We’ve achieved a great deal in 2021, despite the ongoing turbulence and challenges of the COVID-19 pandemic, thanks to your hard work. There’s a famous quote that springs to mind: ‘If you want to go fast go alone. If you want to go far go together’. As a team, we are certainly going far! I therefore wanted to take the time to acknowledge a few stand out highlights from this year…
First and foremost, you should be incredibly proud of how you have been working to ensure that more people living with neuropsychiatric and neurodegenerative disorders are able to access new treatment options and high quality care. Although there is much more to be done, we have taken great steps toward realising our Neuroscience vision of predicting and preventing nervous system conditions. It is an ambitious goal indeed, but this year we have continued to prevent worsening of symptoms and improve outcomes and quality of life for people living with multiple sclerosis (MS), major depressive disorder (MDD) and schizophrenia, with promising clinical study data and real-world evidence.
I know 2021 hasn’t been without its challenges. The unique nature of each country’s regulatory systems and healthcare structures mean it’s impossible to take a ‘one size fits all’ approach to our work. Even then, data and regulatory authorisations are only the beginning of the story. However, I’ve been inspired by your ongoing commitment to working with industry and patient experts, policy makers, regulatory bodies and payers, to ensure these medicines can be available to anyone who needs them.
I am sure you will agree that the impact these advances have for patients and their loved ones is what is most important. For me, a personal highlight was hearing from a gentleman who told me that he finally feels like he has his wife back, after 25 years of her living with depression, because of the work we’ve done. My vision when I came to this role was to ensure individuals have a choice in their treatment decisions, access to the latest medical innovations, and are ultimately able to restore their quality of life and achieve their individual goals. This year, we as a team made significant strides towards achieving this and I couldn’t be prouder.
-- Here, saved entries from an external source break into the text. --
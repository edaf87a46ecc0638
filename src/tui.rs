//! Terminal User Interface (TUI) rendering and management.
//!
//! The screen has a header with the host description, a project list with the
//! configured path of each project, a log pane for the selected project and a
//! status bar. Modals (error reports, the WSL confirmation, notices) and the
//! help overlay are drawn on top.

use std::io::{self, Stdout};

use crossterm::execute;
use crossterm::terminal::{
    disable_raw_mode, enable_raw_mode, EnterAlternateScreen, LeaveAlternateScreen, SetTitle,
};
use ratatui::backend::CrosstermBackend;
use ratatui::layout::{Constraint, Direction, Layout, Rect};
use ratatui::style::{Color, Modifier, Style};
use ratatui::text::{Line, Span, Text};
use ratatui::widgets::{Block, BorderType, Borders, Clear, List, ListItem, ListState, Paragraph, Wrap};
use ratatui::{Frame, Terminal};

use crate::app::{App, InputMode, Modal, StatusLevel};
use crate::output::sanitize_text;
use crate::project::ProjectStatus;

/// Type alias for the specific terminal backend used.
pub type TuiTerminal = Terminal<CrosstermBackend<Stdout>>;

/// Enables raw mode and enters the alternate screen.
pub fn init_terminal() -> io::Result<TuiTerminal> {
    enable_raw_mode()?;
    let mut stdout = io::stdout();
    execute!(stdout, EnterAlternateScreen, SetTitle("devrunner"))?;
    Terminal::new(CrosstermBackend::new(stdout))
}

/// Restores the terminal to its original state.
pub fn restore_terminal(mut terminal: TuiTerminal) -> io::Result<()> {
    disable_raw_mode()?;
    execute!(terminal.backend_mut(), LeaveAlternateScreen)?;
    terminal.show_cursor()?;
    Ok(())
}

/// Draws the current application state to the terminal.
pub fn draw(app: &mut App, terminal: &mut TuiTerminal) -> io::Result<()> {
    terminal.draw(|frame| render(app, frame))?;
    Ok(())
}

fn render(app: &mut App, frame: &mut Frame) {
    let area = frame.size();
    let vertical = Layout::default()
        .direction(Direction::Vertical)
        .constraints([
            Constraint::Length(1),
            Constraint::Min(1),
            Constraint::Length(4),
        ])
        .split(area);
    let main = Layout::default()
        .direction(Direction::Horizontal)
        .constraints([Constraint::Percentage(32), Constraint::Percentage(68)])
        .split(vertical[1]);

    let header = Paragraph::new(app.header_line()).style(Style::default().fg(Color::DarkGray));
    frame.render_widget(header, vertical[0]);

    render_projects(app, frame, main[0]);
    render_logs(app, frame, main[1]);
    render_status(app, frame, vertical[2]);

    if app.show_help {
        render_help(frame, area);
    }
    if let Some(modal) = app.active_modal() {
        render_modal(modal, frame, area);
    }
}

fn render_projects(app: &App, frame: &mut Frame, area: Rect) {
    let width = area.width.saturating_sub(6) as usize;
    let items: Vec<ListItem> = app
        .projects
        .iter()
        .enumerate()
        .map(|(idx, project)| {
            let selected = idx == app.selected;
            let marker = if selected { "▶ " } else { "  " };
            let name_style = if selected {
                Style::default().fg(Color::Cyan).add_modifier(Modifier::BOLD)
            } else {
                Style::default()
            };
            let mut text = Text::default();
            text.lines.push(Line::from(vec![
                Span::raw(marker),
                Span::styled(
                    format!("[{}] ", status_char(&project.status, app.use_symbols)),
                    status_style(&project.status),
                ),
                Span::styled(format!("{}. {}", idx + 1, project.kind.label()), name_style),
            ]));
            text.lines.push(Line::from(vec![
                Span::raw("    "),
                Span::styled(
                    truncate(app.paths.get(project.kind), width),
                    Style::default().fg(Color::DarkGray),
                ),
            ]));
            if project.kind.serves_http() {
                let url = app.browser_url().unwrap_or("no dev server yet");
                text.lines.push(Line::from(vec![
                    Span::raw("    "),
                    Span::styled(
                        truncate(url, width),
                        if app.browser_url().is_some() {
                            Style::default().fg(Color::Green)
                        } else {
                            Style::default().fg(Color::DarkGray)
                        },
                    ),
                ]));
            }
            ListItem::new(text)
        })
        .collect();

    let list = List::new(items).block(
        Block::default()
            .title("Projects")
            .borders(Borders::ALL)
            .border_type(BorderType::Rounded)
            .border_style(Style::default().fg(Color::DarkGray)),
    );
    let mut state = ListState::default();
    state.select(Some(app.selected));
    frame.render_stateful_widget(list, area, &mut state);
}

fn render_logs(app: &mut App, frame: &mut Frame, area: Rect) {
    let block = Block::default()
        .title(log_title(app))
        .borders(Borders::ALL)
        .border_type(BorderType::Rounded)
        .border_style(Style::default().fg(Color::DarkGray));
    let inner = block.inner(area);
    let height = inner.height as usize;
    app.set_log_view_height(height);

    let Some(project) = app.selected_project() else {
        frame.render_widget(block, area);
        return;
    };
    let total = project.logs.len();
    let start = if project.follow {
        total.saturating_sub(height)
    } else {
        project.scroll.min(total.saturating_sub(height))
    };
    let width = inner.width.saturating_sub(1) as usize;
    let lines: Vec<Line> = project
        .logs
        .iter()
        .skip(start)
        .take(height)
        .map(|line| log_line(sanitize_text(line), width))
        .collect();

    if lines.is_empty() {
        let empty = Paragraph::new("No output yet")
            .style(Style::default().fg(Color::DarkGray))
            .block(block);
        frame.render_widget(empty, area);
        return;
    }
    let paragraph = Paragraph::new(lines).block(block).wrap(Wrap { trim: false });
    frame.render_widget(paragraph, area);
}

fn log_line(text: String, width: usize) -> Line<'static> {
    let text = truncate(&text, width);
    // Helper output is tagged `[label] ...`; dim the tag.
    if text.starts_with('[') {
        if let Some(end) = text.find("] ") {
            let (tag, rest) = text.split_at(end + 2);
            return Line::from(vec![
                Span::styled(tag.to_string(), Style::default().fg(Color::Magenta)),
                Span::raw(rest.to_string()),
            ]);
        }
    }
    Line::from(Span::raw(text))
}

fn render_status(app: &App, frame: &mut Frame, area: Rect) {
    let default_help = if app.use_symbols {
        "↑/↓ select | Enter launch | e edit path | s save | o open browser | i install | x export | f follow | ? help | q quit"
    } else {
        "Up/Down select | Enter launch | e edit path | s save | o open browser | i install | x export | f follow | ? help | q quit"
    };
    let help_line = match app.input_mode {
        InputMode::EditPath => Line::from(vec![
            Span::styled(
                format!("{} path: ", app.selected_kind().label()),
                Style::default().fg(Color::Cyan),
            ),
            Span::raw(format!("{}{}", app.input, if app.use_symbols { "▌" } else { "|" })),
            Span::styled("  (Enter to apply, Esc to cancel)", Style::default().fg(Color::DarkGray)),
        ]),
        InputMode::Normal => match app.status_message() {
            Some((text, StatusLevel::Warning)) => {
                Line::from(Span::styled(text.to_string(), Style::default().fg(Color::Yellow)))
            }
            Some((text, StatusLevel::Info)) => {
                Line::from(Span::styled(text.to_string(), Style::default().fg(Color::Green)))
            }
            None => Line::from(Span::styled(default_help, Style::default().fg(Color::DarkGray))),
        },
    };
    let status = Paragraph::new(Text::from(vec![Line::from(app.status_line()), help_line])).block(
        Block::default()
            .borders(Borders::ALL)
            .border_type(BorderType::Rounded)
            .border_style(Style::default().fg(Color::DarkGray)),
    );
    frame.render_widget(status, area);
}

fn render_help(frame: &mut Frame, area: Rect) {
    let help_text = [
        "Navigation:",
        "  Up/Down/Tab  Select project",
        "  1-4          Jump to project",
        "  PageUp/Dn    Scroll logs",
        "  Home/End     Scroll to top/bottom",
        "",
        "Actions:",
        "  Enter / l    Launch (restarts if running)",
        "  e            Edit project path",
        "  s            Save project paths",
        "  o            Open dev server in browser",
        "  i            Install missing tools (Windows)",
        "  x            Export logs to file",
        "  f            Toggle auto-follow",
        "",
        "Dialogs:",
        "  y / n        Answer WSL prompt",
        "  c            Copy error report",
        "  Esc / Enter  Close",
        "",
        "  ?            Toggle this help",
        "  q            Quit",
    ]
    .join("\n");
    let popup = centered_rect(60, 70, area);
    let help = Paragraph::new(help_text)
        .block(
            Block::default()
                .title("Help")
                .borders(Borders::ALL)
                .border_type(BorderType::Rounded),
        )
        .style(Style::default().bg(Color::DarkGray).fg(Color::White));
    frame.render_widget(Clear, popup);
    frame.render_widget(help, popup);
}

fn render_modal(modal: &Modal, frame: &mut Frame, area: Rect) {
    let (title, body, footer, color, scroll) = match modal {
        Modal::Error { report, scroll } => (
            report.title.clone(),
            report.body.clone(),
            "Up/Down scroll | c copy | Esc close",
            Color::Red,
            *scroll,
        ),
        Modal::ConfirmFallback(plan) => (
            "Run with WSL?".to_string(),
            format!(
                "PowerShell script not found in {}.\n\n\
                 Would you like to try running the shell script (run.sh) using WSL?",
                plan.dir.display()
            ),
            "y yes | n no",
            Color::Yellow,
            0,
        ),
        Modal::Notice { title, text, .. } => {
            (title.clone(), text.clone(), "Enter close", Color::Cyan, 0)
        }
    };
    let popup = centered_rect(70, 60, area);
    let chunks = Layout::default()
        .direction(Direction::Vertical)
        .constraints([Constraint::Min(1), Constraint::Length(1)])
        .split(popup);
    let block = Block::default()
        .title(title)
        .borders(Borders::ALL)
        .border_type(BorderType::Rounded)
        .border_style(Style::default().fg(color));
    let text = Paragraph::new(sanitize_text_block(&body))
        .block(block)
        .wrap(Wrap { trim: false })
        .scroll((scroll, 0));
    frame.render_widget(Clear, popup);
    frame.render_widget(text, chunks[0]);
    frame.render_widget(
        Paragraph::new(footer).style(Style::default().fg(Color::DarkGray)),
        chunks[1],
    );
}

fn sanitize_text_block(text: &str) -> String {
    text.lines().map(sanitize_text).collect::<Vec<_>>().join("\n")
}

fn centered_rect(percent_x: u16, percent_y: u16, r: Rect) -> Rect {
    let popup_layout = Layout::default()
        .direction(Direction::Vertical)
        .constraints([
            Constraint::Percentage((100 - percent_y) / 2),
            Constraint::Percentage(percent_y),
            Constraint::Percentage((100 - percent_y) / 2),
        ])
        .split(r);

    Layout::default()
        .direction(Direction::Horizontal)
        .constraints([
            Constraint::Percentage((100 - percent_x) / 2),
            Constraint::Percentage(percent_x),
            Constraint::Percentage((100 - percent_x) / 2),
        ])
        .split(popup_layout[1])[1]
}

fn log_title(app: &App) -> String {
    match app.selected_project() {
        Some(project) => format!(
            "Logs - {} ({})",
            project.kind.label(),
            crate::app::status_text(&project.status)
        ),
        None => "Logs".to_string(),
    }
}

fn status_char(status: &ProjectStatus, use_symbols: bool) -> char {
    if use_symbols {
        return match status {
            ProjectStatus::Idle => '·',
            ProjectStatus::Preparing => '↻',
            ProjectStatus::Running => '▲',
            ProjectStatus::Exited { .. } | ProjectStatus::Failed { .. } => '■',
        };
    }
    match status {
        ProjectStatus::Idle => '.',
        ProjectStatus::Preparing => 'P',
        ProjectStatus::Running => 'R',
        ProjectStatus::Exited { code: Some(0) } => 'E',
        ProjectStatus::Exited { .. } => 'X',
        ProjectStatus::Failed { .. } => 'F',
    }
}

fn status_style(status: &ProjectStatus) -> Style {
    match status {
        ProjectStatus::Idle => Style::default().fg(Color::DarkGray),
        ProjectStatus::Preparing => Style::default().fg(Color::Yellow),
        ProjectStatus::Running => Style::default().fg(Color::Green),
        ProjectStatus::Exited { code: Some(0) } => Style::default().fg(Color::Gray),
        ProjectStatus::Exited { .. } | ProjectStatus::Failed { .. } => Style::default().fg(Color::Red),
    }
}

fn truncate(text: &str, max: usize) -> String {
    if max == 0 {
        return String::new();
    }
    if text.chars().count() <= max {
        return text.to_string();
    }
    let mut out = text.chars().take(max.saturating_sub(1)).collect::<String>();
    out.push('~');
    out
}

#[cfg(test)]
mod tests {
    use super::*;

    #[test]
    fn truncate_marks_cut_text() {
        assert_eq!(truncate("abcdef", 4), "abc~");
        assert_eq!(truncate("abc", 4), "abc");
        assert_eq!(truncate("abc", 0), "");
    }

    #[test]
    fn helper_tags_are_split_off() {
        let line = log_line("[npm install] added 10 packages".to_string(), 80);
        assert_eq!(line.spans.len(), 2);
        assert_eq!(line.spans[0].content, "[npm install] ");
    }
}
What’s next for us: Continuing to drive change through collaboration
The journey most certainly does not stop here. We know that challenges associated with managing nervous system disorders remain. The ‘mental health paradox’ means there is lots of discussion about conditions like depression but limited understanding outside healthcare circles, and limited funding compared to physical health conditions, which restricts patient access to high quality care and limits patient outcomes.
Nevertheless, despite these challenges, we won’t stop pushing the boundaries of what’s possible. We intend to reconceptualise how we think of, diagnose and treat neuropsychiatric and neurodegenerative disorders and to do this we cannot look at neuroscience through the lens of science alone. Each person’s experience of a neurological condition is uniquely influenced by personal, medical, environmental and social factors. It is therefore essential that we continue to work in partnership with the community to understand the everyday realities and ensure that we make a real impact on individual lives.
A silver lining to the COVID-19 pandemic is seeing how vaccine development and deployment play out on a global stage has fuelled new awareness of how scientific innovations can make a real difference for people living with serious illness. We must now harness this turning tide within society and work harder to ensure new solutions and support are available to people with neurological conditions.
Thank you for making everything possible this year. I know next year we will achieve a whole lot more!